Nick Bostrom, du département de philosophie de l’université d’Oxford, ne se contente pas de parler d’évènement artistique. Selon lui, il est tout à fait possible que nous soyons les instances d’une simulation informatique globale, et il détaille ses arguments dans un article publié en 2003 dans le numéro 53 du Philosophical Quarterly : Are you living in a computer simulation ?.

Vous, moi ?

Voici un bref résumé. Dans le futur, peut-être dans à peine un demi-siècle, Bostrom prévoit que nous aurons accès à des technologies suffisamment performantes pour simuler complètement la complexité d’un cerveau, ou même de millions de cerveaux humains. L’hypothèse d‘indépendance du substrat, courante en philosophie de l’esprit, annonce qu’une conscience apparaît dès qu’un système implémente suffisamment de structures et de processus. En combinant cette hypothèse-ci et cette prédiction-là, on déduit que dans le futur nous saurons créer des programmes conscients. Plus besoin de faire flotter des corps ou même des centre nerveux et de les couvrir d’électrodes, tout tient dans une machine. Une des principales applications de cette technologie serait de mieux comprendre certaines périodes de notre Histoire.

Et c’est là que le problème se pose : comment savoir si cette technologie n’est pas déjà disponible depuis longtemps ? Si c’est le cas, nous sommes peut-être DANS la simulation.
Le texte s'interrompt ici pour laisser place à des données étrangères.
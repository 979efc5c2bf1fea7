mod client;
mod models;

pub use client::BflistProvider;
D’où la thèse défendue par Bostrom qui se résume ainsi :

« L’une au moins de ces trois assertions est vraie :

  • l’espèce humaine va disparaître avant d’avoir atteint le niveau suffisant pour développer des simulations conscientes
  • si une espèce humaine devait atteindre ce niveau, elle ne conduirait pas de simulations conscientes
  • nous « vivons » dans une telle simulation »

Bien évidemment, Bostrom détaille dans son article chacune des étapes du raisonnement que j’ai présenté, et c’est là qu’il faudra (outre la réfutation possible de l’hypothèse d’indépendance du substrat) chercher les erreurs.

D’autres liens sont donnés dans l’article du NYT : un article écrit en 2001, inspiré par les recherches de Nick Bostrom, et qui s’intitule How to live in a simulation, et qui cherche comment il faut se comporter si nous vivons dans une simulation. Par exemple, comme la simulation ne peut pas, techniquement, être infinie, elle peut s’arrêter d’un moment à l’autre. Il faut donc profiter au maximum de l’instant présent. Autre exemple : si nous sommes simulés et observés, il faut que nous intéressions notre ou nos créateurs, et donc il faut que notre vie soit non pas morose et inactive mais au contraire pleine d’action, de comédies et de drames…

Une autre question se pose également, et je vais terminer ce billet avec elle. Si nous vivons dans une simulation et que nous nous en apercevons, cela peut changer notre comportement à un tel point que la simulation n’a plus d’intérêt pour son auteur, et il risque alors de l’interrompre. Faut-il donc éviter d’ébruiter l’affaire, pour notre propre protection ?

(photo : chrissam42)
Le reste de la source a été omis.